Chegamos, não pelo cinema, mas pelas contradições do nosso tempo cristalizadas na cultura, numa sociedade que banaliza a ultraviolência. Ela, no entanto, é a resultante de uma série de outras violências banalizadas e desprezadas, mas que não obstante brotam, como um vulcão vingativo, de tempos em tempos para reorganizar a superfície aparentemente calma que as esconde.

A violência do dinheiro, ou melhor, a violência de não se ter dinheiro, e assim reprimir a todo momento a própria vontade em meio a abundancia; a violência de uma ordem social hierárquica, rígida e injusta, que tem na exclusão o motor de seu progresso; a violência, inerente a ao enfraquecimento da instituição familiar, de ser colocado socialmente cada vez mais como indivíduo; a loucura agitada das grandes metrópoles, a suave violência de ser mais um, qualquer um, alguém cuja vida ninguém se importa, senão quando um crime hediondo ironicamente a resgata de sua “ninguendade” publicando o seu fim num jornal.

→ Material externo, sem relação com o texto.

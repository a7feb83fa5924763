//! REST surface: router, handlers, and the error-to-status mapping.
//!
//! Every response body is a JSON envelope with a `success` flag; error
//! bodies carry a single human-readable message and never internal
//! details.

use std::sync::Arc;

use axum::{
    Json, Router,
    extract::{Path, Query, State},
    http::StatusCode,
    response::{IntoResponse, Response},
    routing::{get, patch, post},
};
use serde::{Deserialize, Serialize};
use tower_http::{cors::CorsLayer, trace::TraceLayer};
use tracing::{info, warn};

use bintrack_core::geo::DEFAULT_RADIUS_KM;
use bintrack_core::model::{Bin, BinId, BinStatus, NewBin};
use bintrack_core::ports::StoreError;
use bintrack_core::service::{BinService, ServiceError};

#[derive(Clone)]
/// Shared state handed to every handler.
pub struct AppState {
    service: Arc<BinService>,
}

/// Build the application router around a bin service.
///
/// The literal `/bins/nearby` route coexists with the `/bins/{id}`
/// capture; the router matches literals first, so "nearby" is never
/// treated as an id.
pub fn router(service: Arc<BinService>) -> Router {
    let state = AppState { service };
    Router::new()
        .route("/healthz", get(healthz))
        .route("/bins", post(create_bin).get(list_bins))
        .route("/bins/nearby", get(nearby_bins))
        .route("/bins/{id}", get(get_bin).delete(delete_bin))
        .route("/bins/{id}/status", patch(update_status))
        .layer(TraceLayer::new_for_http())
        .layer(CorsLayer::permissive())
        .with_state(state)
}

async fn healthz() -> &'static str {
    "ok"
}

#[derive(Serialize)]
/// Envelope for a single bin.
struct BinEnvelope {
    success: bool,
    data: Bin,
}

#[derive(Serialize)]
/// Envelope for a plain bin listing.
struct ListEnvelope {
    success: bool,
    count: usize,
    data: Vec<Bin>,
}

#[derive(Serialize)]
/// Envelope for the nearby search, echoing the applied radius.
struct NearbyEnvelope {
    success: bool,
    count: usize,
    radius: String,
    data: Vec<Bin>,
}

#[derive(Serialize)]
struct ErrorBody {
    success: bool,
    error: String,
}

#[derive(Debug)]
/// Handler error carrying the status code it maps to.
pub struct ApiError {
    status: StatusCode,
    message: String,
}

impl ApiError {
    fn bad_request<M: Into<String>>(message: M) -> Self {
        Self {
            status: StatusCode::BAD_REQUEST,
            message: message.into(),
        }
    }
}

impl From<ServiceError> for ApiError {
    fn from(err: ServiceError) -> Self {
        let status = match &err {
            ServiceError::Query(_) | ServiceError::Store(StoreError::Validation(_)) => {
                StatusCode::BAD_REQUEST
            }
            ServiceError::Store(StoreError::NotFound(_)) => StatusCode::NOT_FOUND,
        };
        Self {
            status,
            message: err.to_string(),
        }
    }
}

impl IntoResponse for ApiError {
    fn into_response(self) -> Response {
        warn!(status = %self.status, error = %self.message, "request rejected");
        let body = Json(ErrorBody {
            success: false,
            error: self.message,
        });
        (self.status, body).into_response()
    }
}

async fn create_bin(
    State(state): State<AppState>,
    Json(new_bin): Json<NewBin>,
) -> Result<impl IntoResponse, ApiError> {
    let bin = state.service.add_bin(new_bin).await?;
    info!(bin_id = %bin.id, "bin registered");
    Ok((
        StatusCode::CREATED,
        Json(BinEnvelope {
            success: true,
            data: bin,
        }),
    ))
}

async fn list_bins(State(state): State<AppState>) -> Result<Json<ListEnvelope>, ApiError> {
    let bins = state.service.bins().await?;
    Ok(Json(ListEnvelope {
        success: true,
        count: bins.len(),
        data: bins,
    }))
}

async fn get_bin(
    State(state): State<AppState>,
    Path(id): Path<String>,
) -> Result<Json<BinEnvelope>, ApiError> {
    let bin = state.service.bin(&BinId(id)).await?;
    Ok(Json(BinEnvelope {
        success: true,
        data: bin,
    }))
}

#[derive(Deserialize)]
struct StatusBody {
    status: BinStatus,
}

async fn update_status(
    State(state): State<AppState>,
    Path(id): Path<String>,
    Json(body): Json<StatusBody>,
) -> Result<Json<BinEnvelope>, ApiError> {
    let bin = state.service.set_status(&BinId(id), body.status).await?;
    info!(bin_id = %bin.id, status = %bin.status, "bin status updated");
    Ok(Json(BinEnvelope {
        success: true,
        data: bin,
    }))
}

async fn delete_bin(
    State(state): State<AppState>,
    Path(id): Path<String>,
) -> Result<Json<BinEnvelope>, ApiError> {
    let bin = state.service.remove_bin(&BinId(id)).await?;
    info!(bin_id = %bin.id, "bin removed");
    Ok(Json(BinEnvelope {
        success: true,
        data: bin,
    }))
}

#[derive(Deserialize)]
/// Raw nearby query parameters; parsed by hand so missing and malformed
/// values both produce the JSON error envelope instead of a framework
/// rejection.
struct NearbyParams {
    lat: Option<String>,
    lng: Option<String>,
    radius: Option<String>,
}

async fn nearby_bins(
    State(state): State<AppState>,
    Query(params): Query<NearbyParams>,
) -> Result<Json<NearbyEnvelope>, ApiError> {
    let latitude = parse_required(params.lat.as_deref(), "lat")?;
    let longitude = parse_required(params.lng.as_deref(), "lng")?;
    let radius_km = match params.radius.as_deref() {
        None => DEFAULT_RADIUS_KM,
        Some(raw) => raw
            .parse()
            .map_err(|_parse| ApiError::bad_request("radius must be a number"))?,
    };

    let bins = state.service.nearby(latitude, longitude, radius_km).await?;
    Ok(Json(NearbyEnvelope {
        success: true,
        count: bins.len(),
        radius: format!("{radius_km} km"),
        data: bins,
    }))
}

fn parse_required(raw: Option<&str>, name: &str) -> Result<f64, ApiError> {
    let raw = raw.ok_or_else(|| {
        ApiError::bad_request(format!("{name} query parameter is required"))
    })?;
    raw.parse()
        .map_err(|_parse| ApiError::bad_request(format!("{name} must be a number")))
}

Sem resolver estas questões, a sociedade contemporânea contentou-se em apostar na única política que se apresenta minimamente possível: o fortalecimento das instituições disciplinares da polícia ou da justiça, o aumento da punição, a redução da oferta de armas, etc. Estas políticas, embora razoáveis nos “marcos da normalidade”, lidam apenas com o “velho crime”, mas não podem dar conta da sofisticada perversão impregnada na cultura.

A política de segurança pública, por mais eficaz que seja, é incapaz de impedir a tirania daquele que vinga o bulling atirando indistintamente nos colegas. Ela é incapaz de nos proteger por completo da sandice do terrorista suicida que explode (por causas políticas ou religiosas) e leva com ele centenas de pessoas num voo comercial.

Ela é insuficiente, e sempre será, contra o sequestrador que aprisiona uma menina por uma década no porão para fazê-la escrava sexual. Ela nunca poderá dar conta da perversão de um pai e de uma madrasta que jogam uma menina do alto de um prédio, ou aplicam injeção letal ao garoto rejeitado, ou ainda da sociopatia da menina rica e bem-criada que manda matar a pauladas os pais que dormem, inocentes, no quarto ao lado. Kubrick não inventou a ultraviolência, apenas escancarou a sua moderna banalidade. Quem sabe como cura-la?

(*) Pedro Pedrossian Neto é mestre em economia política e professor da PUC-SP.